The epidural may have some side effects. It may make you itchy and it is also common for it to cause you to shake just as if you were cold. It may also make you nauseated. If you are nauseated or itchy we have medications to help with these side effects. Epidurals can cause some lower back pain after the labour and this may last for a few weeks but will eventually go away. The risk of you developing any long-term back injury or spinal cord injury is extremely rare.
Once your cervix is fully dilated and it is time to start pushing, there is no point in pushing if you are completely frozen from the epidural. You will not be able to push effectively and you will be wasting your energy. What we usually do at this point is to turn the epidural down. The aim is for you to feel pressure but no pain. This will allow you to push more effectively while still allowing you to be comfortable. Do not start to push until you feel pressure in your pelvis. This pressure should feel like you need to go to the washroom.
The epidural is safe for your baby. The medication administered does not go into your blood and therefore does not cross over to the baby or your breast milk. It will not affect your breast milk production or your ability to breast-feed.
There might be a bit of a wait getting the epidural depending on how many anesthesiologists are working and how busy the unit is. The epidurals are usually administered on a first come first serve basis, so if you feel you would like to have one, ask for it early.
Once you have an epidural in place you will probably not have any sensation to empty your bladder. We often have to put a little tube into your bladder called a catheter to help you empty your bladder. This does not hurt.
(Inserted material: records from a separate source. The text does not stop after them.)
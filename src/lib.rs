//! An asynchronous D-Bus client transport and message codec.
//!
//! This crate implements the client side of the D-Bus wire protocol:
//! address parsing with candidate fallback, the SASL-style authentication
//! handshake with guid and capability negotiation, and an
//! alignment-correct binary codec for typed messages, including unix file
//! descriptor passing over `SCM_RIGHTS`.
//!
//! Higher-level concerns such as reply dispatch, signal routing and
//! proxies are left to the layer above; this crate hands it an
//! authenticated [`Transport`] with `recv`/`send` semantics and nothing
//! else.
//!
//! # Examples
//!
//! ```
//! use std::num::NonZeroU32;
//!
//! use tokio_minibus::{loopback, Message, ObjectPath, Value};
//!
//! # #[tokio::main(flavor = "current_thread")]
//! # async fn main() -> tokio_minibus::Result<()> {
//! let mut t = loopback();
//!
//! let serial = NonZeroU32::new(1).unwrap();
//!
//! let m = Message::method_call(ObjectPath::new_const(b"/org/example/Obj"), "Echo", serial)
//!     .with_arg(42i32);
//!
//! t.send(m).await?;
//!
//! let echoed = t.recv().await?;
//! assert_eq!(echoed.body(), &[Value::Int32(42)]);
//! # Ok(()) }
//! ```

#[doc(inline)]
pub use self::error::{Error, Result};
mod error;

#[doc(inline)]
pub use self::protocol::{Capabilities, Flags};
mod protocol;

#[doc(inline)]
pub use self::signature::{OwnedSignature, Signature, SignatureError};
mod signature;

#[doc(inline)]
pub use self::object_path::{ObjectPath, ObjectPathBuf, ObjectPathError};
mod object_path;

mod names;

#[doc(inline)]
pub use self::value::{signature_of, Value};
mod value;

mod wire;

#[doc(inline)]
pub use self::message::{decode_message, encode_message, Message, MessageKind};
mod message;

#[doc(inline)]
pub use self::address::Address;
mod address;

#[doc(inline)]
pub use self::sasl::{Guid, Mechanism};
mod sasl;

#[doc(inline)]
pub use self::connection::{
    connect_authenticated, loopback, session_addresses, system_addresses, Transport,
};
mod connection;
use crate::protocol::types;

use super::{SignatureError, MAX_CONTAINER_DEPTH, MAX_SIGNATURE_LENGTH};

/// A container frame while scanning. Struct and dict frames count the
/// complete types they have absorbed so far.
#[derive(Clone, Copy)]
enum Frame {
    Array,
    Struct(u8),
    Dict(u8),
}

const STACK_CAPACITY: usize = 3 * MAX_CONTAINER_DEPTH;

/// Validate a signature in a single pass.
///
/// Runs in const context so that signatures can be checked at compile time
/// through [`Signature::new_const`].
///
/// [`Signature::new_const`]: super::Signature::new_const
pub(super) const fn validate(bytes: &[u8]) -> Result<(), SignatureError> {
    if bytes.len() > MAX_SIGNATURE_LENGTH {
        return Err(SignatureError::TooLong);
    }

    let mut stack = [Frame::Array; STACK_CAPACITY];
    let mut top = 0usize;
    let mut arrays = 0usize;
    let mut containers = 0usize;

    let mut i = 0;

    while i < bytes.len() {
        let b = bytes[i];
        i += 1;

        // Whether the byte completes a type on its own, and whether that
        // type is basic (eligible as a dict key).
        let mut is_basic = match b {
            types::BYTE
            | types::BOOLEAN
            | types::INT16
            | types::UINT16
            | types::INT32
            | types::UINT32
            | types::INT64
            | types::UINT64
            | types::DOUBLE
            | types::STRING
            | types::OBJECT_PATH
            | types::SIGNATURE
            | types::UNIX_FD => true,
            types::VARIANT => false,
            types::ARRAY => {
                if top == STACK_CAPACITY || arrays == MAX_CONTAINER_DEPTH {
                    return Err(SignatureError::TooDeep);
                }

                stack[top] = Frame::Array;
                top += 1;
                arrays += 1;
                continue;
            }
            types::OPEN_PAREN => {
                if top == STACK_CAPACITY || containers == MAX_CONTAINER_DEPTH {
                    return Err(SignatureError::TooDeep);
                }

                stack[top] = Frame::Struct(0);
                top += 1;
                containers += 1;
                continue;
            }
            types::CLOSE_PAREN => {
                if top == 0 {
                    return Err(SignatureError::UnmatchedParen);
                }

                top -= 1;

                match stack[top] {
                    Frame::Struct(0) => return Err(SignatureError::EmptyStruct),
                    Frame::Struct(..) => {}
                    Frame::Array => return Err(SignatureError::MissingArrayElementType),
                    Frame::Dict(..) => return Err(SignatureError::UnmatchedParen),
                }

                containers -= 1;
                false
            }
            types::OPEN_BRACE => {
                if top == STACK_CAPACITY || containers == MAX_CONTAINER_DEPTH {
                    return Err(SignatureError::TooDeep);
                }

                stack[top] = Frame::Dict(0);
                top += 1;
                containers += 1;
                continue;
            }
            types::CLOSE_BRACE => {
                if top == 0 {
                    return Err(SignatureError::UnmatchedBrace);
                }

                top -= 1;

                match stack[top] {
                    Frame::Dict(2) => {}
                    Frame::Dict(..) => return Err(SignatureError::DictEntryFieldCount),
                    Frame::Array => return Err(SignatureError::MissingArrayElementType),
                    Frame::Struct(..) => return Err(SignatureError::UnmatchedBrace),
                }

                containers -= 1;

                // A dict entry is only meaningful as an array element.
                if top == 0 || !matches!(stack[top - 1], Frame::Array) {
                    return Err(SignatureError::DictEntryNotInArray);
                }

                false
            }
            _ => return Err(SignatureError::UnknownTypeCode(b as char)),
        };

        // The completed type also completes any run of enclosing arrays.
        while top > 0 {
            if let Frame::Array = stack[top - 1] {
                top -= 1;
                arrays -= 1;
                is_basic = false;
            } else {
                break;
            }
        }

        if top > 0 {
            match stack[top - 1] {
                Frame::Struct(n) => {
                    stack[top - 1] = Frame::Struct(n + 1);
                }
                Frame::Dict(0) => {
                    if !is_basic {
                        return Err(SignatureError::DictKeyMustBeBasic);
                    }

                    stack[top - 1] = Frame::Dict(1);
                }
                Frame::Dict(1) => {
                    stack[top - 1] = Frame::Dict(2);
                }
                Frame::Dict(..) => return Err(SignatureError::DictEntryFieldCount),
                Frame::Array => {}
            }
        }
    }

    if top > 0 {
        return match stack[top - 1] {
            Frame::Array => Err(SignatureError::MissingArrayElementType),
            Frame::Struct(..) => Err(SignatureError::UnterminatedStruct),
            Frame::Dict(..) => Err(SignatureError::UnterminatedDict),
        };
    }

    Ok(())
}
If you feel the situation is urgent and cannot wait for a phone call then come directly to BC Women’s Hospital and we will be happy to see you there.
It usually takes 30 minutes from getting the epidural until it makes you comfortable. If you are fully dilated or progressing rapidly you may not have time to get an epidural, as you will probably have the baby before you get comfortable. However in your first labour, as the progress is usually a little slower you may be able to get the epidural at any stage in labour, even if you are fully dilated.